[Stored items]
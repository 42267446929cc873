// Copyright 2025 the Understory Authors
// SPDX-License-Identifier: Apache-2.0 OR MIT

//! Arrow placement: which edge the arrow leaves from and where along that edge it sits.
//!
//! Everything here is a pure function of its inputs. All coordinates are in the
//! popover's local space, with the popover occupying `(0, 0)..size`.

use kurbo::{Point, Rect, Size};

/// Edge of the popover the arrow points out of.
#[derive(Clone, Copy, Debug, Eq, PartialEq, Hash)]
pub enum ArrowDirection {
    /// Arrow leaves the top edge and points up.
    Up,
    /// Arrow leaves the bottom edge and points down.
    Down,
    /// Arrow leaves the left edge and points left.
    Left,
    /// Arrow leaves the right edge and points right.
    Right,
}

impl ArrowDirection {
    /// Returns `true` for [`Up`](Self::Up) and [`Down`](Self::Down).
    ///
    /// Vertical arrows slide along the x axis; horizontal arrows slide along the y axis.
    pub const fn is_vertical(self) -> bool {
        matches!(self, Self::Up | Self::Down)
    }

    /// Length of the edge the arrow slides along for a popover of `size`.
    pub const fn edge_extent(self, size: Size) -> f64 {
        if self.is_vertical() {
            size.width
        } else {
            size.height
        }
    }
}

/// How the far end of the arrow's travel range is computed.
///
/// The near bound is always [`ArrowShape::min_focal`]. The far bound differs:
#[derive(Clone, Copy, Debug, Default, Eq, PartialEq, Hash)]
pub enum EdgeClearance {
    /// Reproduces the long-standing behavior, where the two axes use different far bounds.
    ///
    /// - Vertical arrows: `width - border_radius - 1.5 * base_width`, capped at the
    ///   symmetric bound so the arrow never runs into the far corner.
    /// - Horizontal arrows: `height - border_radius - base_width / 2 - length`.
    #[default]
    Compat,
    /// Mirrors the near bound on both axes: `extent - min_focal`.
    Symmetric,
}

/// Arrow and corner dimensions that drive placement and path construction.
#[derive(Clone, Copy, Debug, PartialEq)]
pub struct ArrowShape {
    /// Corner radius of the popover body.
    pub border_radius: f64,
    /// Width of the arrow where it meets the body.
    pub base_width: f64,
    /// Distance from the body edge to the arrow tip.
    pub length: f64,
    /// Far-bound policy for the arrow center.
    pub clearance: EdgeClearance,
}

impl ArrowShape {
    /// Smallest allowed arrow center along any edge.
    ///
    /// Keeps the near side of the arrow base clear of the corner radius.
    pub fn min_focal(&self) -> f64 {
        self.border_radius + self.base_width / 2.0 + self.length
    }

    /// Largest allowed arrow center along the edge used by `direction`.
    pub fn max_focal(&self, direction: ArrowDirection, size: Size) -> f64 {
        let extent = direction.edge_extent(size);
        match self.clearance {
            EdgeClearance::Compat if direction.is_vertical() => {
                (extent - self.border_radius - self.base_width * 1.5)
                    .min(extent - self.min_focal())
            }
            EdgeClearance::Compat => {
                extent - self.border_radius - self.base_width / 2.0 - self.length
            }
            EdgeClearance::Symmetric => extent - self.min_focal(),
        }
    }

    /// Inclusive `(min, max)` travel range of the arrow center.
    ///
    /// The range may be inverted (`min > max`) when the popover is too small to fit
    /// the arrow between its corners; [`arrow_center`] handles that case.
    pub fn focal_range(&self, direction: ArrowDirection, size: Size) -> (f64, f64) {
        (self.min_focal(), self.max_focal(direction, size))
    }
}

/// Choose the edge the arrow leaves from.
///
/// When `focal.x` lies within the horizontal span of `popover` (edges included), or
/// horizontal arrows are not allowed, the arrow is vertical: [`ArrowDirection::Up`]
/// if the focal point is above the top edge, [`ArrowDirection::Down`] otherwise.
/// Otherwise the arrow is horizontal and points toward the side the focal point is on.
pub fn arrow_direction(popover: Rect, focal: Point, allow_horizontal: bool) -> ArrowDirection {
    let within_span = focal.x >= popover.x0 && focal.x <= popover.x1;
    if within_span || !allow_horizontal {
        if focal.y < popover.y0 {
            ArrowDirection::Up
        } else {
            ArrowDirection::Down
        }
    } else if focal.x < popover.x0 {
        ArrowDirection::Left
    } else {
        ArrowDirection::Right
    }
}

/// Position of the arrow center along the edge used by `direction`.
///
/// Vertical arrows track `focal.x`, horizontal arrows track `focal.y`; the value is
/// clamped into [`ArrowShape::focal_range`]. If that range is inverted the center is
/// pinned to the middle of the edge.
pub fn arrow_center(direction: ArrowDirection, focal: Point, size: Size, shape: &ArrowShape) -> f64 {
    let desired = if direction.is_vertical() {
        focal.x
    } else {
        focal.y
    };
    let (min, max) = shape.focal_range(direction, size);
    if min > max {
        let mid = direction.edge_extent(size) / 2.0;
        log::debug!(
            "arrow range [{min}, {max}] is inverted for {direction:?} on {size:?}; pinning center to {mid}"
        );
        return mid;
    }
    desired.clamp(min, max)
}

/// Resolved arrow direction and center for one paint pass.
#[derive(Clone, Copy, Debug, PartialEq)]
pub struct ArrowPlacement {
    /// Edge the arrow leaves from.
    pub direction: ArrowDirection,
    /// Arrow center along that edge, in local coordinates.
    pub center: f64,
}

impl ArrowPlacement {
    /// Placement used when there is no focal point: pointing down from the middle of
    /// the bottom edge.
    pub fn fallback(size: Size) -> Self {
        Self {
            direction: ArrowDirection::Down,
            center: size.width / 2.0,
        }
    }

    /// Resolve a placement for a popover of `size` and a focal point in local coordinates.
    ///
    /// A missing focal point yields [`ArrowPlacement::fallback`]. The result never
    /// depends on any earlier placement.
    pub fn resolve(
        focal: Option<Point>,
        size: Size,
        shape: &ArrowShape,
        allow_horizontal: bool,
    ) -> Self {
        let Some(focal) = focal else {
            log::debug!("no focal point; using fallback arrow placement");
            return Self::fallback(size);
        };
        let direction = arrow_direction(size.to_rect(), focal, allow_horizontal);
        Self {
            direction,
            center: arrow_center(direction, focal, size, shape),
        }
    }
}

...

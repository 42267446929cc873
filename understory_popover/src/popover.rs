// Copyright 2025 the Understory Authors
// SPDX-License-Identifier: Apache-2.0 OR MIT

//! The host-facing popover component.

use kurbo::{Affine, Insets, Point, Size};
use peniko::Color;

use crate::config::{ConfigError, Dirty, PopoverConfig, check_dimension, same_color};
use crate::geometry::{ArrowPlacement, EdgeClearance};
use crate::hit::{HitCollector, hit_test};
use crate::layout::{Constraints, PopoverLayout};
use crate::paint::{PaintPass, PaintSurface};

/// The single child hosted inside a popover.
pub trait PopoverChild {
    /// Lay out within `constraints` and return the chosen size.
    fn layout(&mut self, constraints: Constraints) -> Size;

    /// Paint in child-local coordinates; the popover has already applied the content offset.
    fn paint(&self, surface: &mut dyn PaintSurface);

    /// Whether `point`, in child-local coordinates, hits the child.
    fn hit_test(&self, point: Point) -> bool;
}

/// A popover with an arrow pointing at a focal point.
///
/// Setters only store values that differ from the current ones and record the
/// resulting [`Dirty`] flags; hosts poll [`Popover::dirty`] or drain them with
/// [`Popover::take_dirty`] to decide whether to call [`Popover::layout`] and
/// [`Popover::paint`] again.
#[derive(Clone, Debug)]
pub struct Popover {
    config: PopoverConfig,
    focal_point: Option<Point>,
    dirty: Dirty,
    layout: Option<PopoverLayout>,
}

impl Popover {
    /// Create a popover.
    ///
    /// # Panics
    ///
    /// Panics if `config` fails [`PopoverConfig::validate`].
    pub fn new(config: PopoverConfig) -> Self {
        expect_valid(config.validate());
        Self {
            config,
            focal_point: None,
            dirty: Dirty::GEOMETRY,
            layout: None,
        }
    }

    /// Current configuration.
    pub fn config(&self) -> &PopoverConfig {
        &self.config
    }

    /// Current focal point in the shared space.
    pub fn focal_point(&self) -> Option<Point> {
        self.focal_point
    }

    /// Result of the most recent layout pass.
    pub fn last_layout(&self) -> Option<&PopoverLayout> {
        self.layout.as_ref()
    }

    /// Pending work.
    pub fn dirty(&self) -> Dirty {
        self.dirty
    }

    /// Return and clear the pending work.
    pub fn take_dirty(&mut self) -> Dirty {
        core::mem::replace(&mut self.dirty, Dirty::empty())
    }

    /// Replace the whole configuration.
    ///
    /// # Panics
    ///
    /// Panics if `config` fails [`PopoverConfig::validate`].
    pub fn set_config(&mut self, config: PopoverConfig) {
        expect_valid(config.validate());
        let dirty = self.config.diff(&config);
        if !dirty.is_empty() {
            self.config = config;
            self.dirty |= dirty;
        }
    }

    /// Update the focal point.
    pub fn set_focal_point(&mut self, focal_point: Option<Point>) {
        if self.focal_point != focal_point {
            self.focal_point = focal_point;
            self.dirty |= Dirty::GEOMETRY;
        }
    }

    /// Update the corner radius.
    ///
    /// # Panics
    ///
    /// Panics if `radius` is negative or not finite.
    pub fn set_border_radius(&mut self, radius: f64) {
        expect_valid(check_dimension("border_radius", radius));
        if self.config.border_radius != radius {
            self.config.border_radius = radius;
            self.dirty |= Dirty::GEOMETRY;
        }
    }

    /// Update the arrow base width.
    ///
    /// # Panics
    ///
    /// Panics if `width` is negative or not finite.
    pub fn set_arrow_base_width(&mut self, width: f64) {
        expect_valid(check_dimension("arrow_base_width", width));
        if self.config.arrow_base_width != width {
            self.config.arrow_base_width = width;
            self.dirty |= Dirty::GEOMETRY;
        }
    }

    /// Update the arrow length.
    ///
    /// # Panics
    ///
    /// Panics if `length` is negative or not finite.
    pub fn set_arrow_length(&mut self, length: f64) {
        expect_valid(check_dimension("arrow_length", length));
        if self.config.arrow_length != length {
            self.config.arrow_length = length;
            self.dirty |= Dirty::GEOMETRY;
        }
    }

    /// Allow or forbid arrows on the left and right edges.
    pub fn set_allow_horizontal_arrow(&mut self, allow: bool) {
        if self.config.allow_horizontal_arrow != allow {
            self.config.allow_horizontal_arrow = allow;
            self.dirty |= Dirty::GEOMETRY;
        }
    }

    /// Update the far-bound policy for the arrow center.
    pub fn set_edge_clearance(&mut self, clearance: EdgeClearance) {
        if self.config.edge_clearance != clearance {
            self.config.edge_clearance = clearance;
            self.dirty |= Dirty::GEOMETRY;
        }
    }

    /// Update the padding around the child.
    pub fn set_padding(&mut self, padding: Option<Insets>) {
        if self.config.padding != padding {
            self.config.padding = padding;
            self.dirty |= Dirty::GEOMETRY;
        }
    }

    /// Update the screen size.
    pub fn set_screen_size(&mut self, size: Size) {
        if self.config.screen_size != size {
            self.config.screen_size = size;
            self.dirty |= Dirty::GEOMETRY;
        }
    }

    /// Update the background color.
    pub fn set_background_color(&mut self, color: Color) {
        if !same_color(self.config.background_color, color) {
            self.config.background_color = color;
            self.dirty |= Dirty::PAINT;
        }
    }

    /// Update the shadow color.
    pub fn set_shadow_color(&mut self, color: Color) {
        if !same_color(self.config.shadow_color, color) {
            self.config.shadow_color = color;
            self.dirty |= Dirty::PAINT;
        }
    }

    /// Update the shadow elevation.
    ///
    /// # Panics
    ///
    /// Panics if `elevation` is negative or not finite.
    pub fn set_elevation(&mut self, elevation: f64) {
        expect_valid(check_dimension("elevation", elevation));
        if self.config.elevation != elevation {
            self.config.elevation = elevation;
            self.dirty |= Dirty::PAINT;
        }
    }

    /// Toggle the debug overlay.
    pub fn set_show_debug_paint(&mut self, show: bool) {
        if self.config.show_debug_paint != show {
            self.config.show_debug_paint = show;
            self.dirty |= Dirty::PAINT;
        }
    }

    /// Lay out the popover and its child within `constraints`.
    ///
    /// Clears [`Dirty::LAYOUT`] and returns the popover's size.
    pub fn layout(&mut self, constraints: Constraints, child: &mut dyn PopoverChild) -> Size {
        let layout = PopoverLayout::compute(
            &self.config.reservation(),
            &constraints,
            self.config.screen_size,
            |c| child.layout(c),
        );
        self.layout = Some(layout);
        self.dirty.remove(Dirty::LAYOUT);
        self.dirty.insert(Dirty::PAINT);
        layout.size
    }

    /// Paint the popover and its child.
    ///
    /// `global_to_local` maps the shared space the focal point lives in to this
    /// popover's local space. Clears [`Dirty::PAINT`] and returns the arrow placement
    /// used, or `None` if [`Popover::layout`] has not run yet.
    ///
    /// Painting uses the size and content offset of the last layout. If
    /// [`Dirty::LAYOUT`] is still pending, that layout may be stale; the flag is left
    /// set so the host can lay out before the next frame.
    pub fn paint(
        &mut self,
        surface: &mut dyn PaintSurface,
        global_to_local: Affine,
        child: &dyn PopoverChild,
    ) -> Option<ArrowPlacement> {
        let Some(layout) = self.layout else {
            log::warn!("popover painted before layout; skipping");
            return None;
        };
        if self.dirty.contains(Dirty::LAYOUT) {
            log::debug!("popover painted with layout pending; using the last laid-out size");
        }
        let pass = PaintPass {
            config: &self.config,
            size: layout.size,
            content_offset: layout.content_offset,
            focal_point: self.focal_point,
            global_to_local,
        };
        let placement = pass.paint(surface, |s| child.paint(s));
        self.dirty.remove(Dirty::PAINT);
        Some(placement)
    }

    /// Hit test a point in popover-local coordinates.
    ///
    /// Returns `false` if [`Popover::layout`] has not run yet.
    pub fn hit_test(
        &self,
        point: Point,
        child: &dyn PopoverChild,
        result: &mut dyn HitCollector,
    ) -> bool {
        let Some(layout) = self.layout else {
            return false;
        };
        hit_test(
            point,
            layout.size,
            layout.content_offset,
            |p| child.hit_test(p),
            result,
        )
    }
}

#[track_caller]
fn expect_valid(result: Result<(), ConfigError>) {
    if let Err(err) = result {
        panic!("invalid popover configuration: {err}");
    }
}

Aim of the task: Read the data above and pull out each line that holds the string "PaintPass".

Response to this exercise:
use crate::paint::{PaintPass, PaintSurface};
        let pass = PaintPass {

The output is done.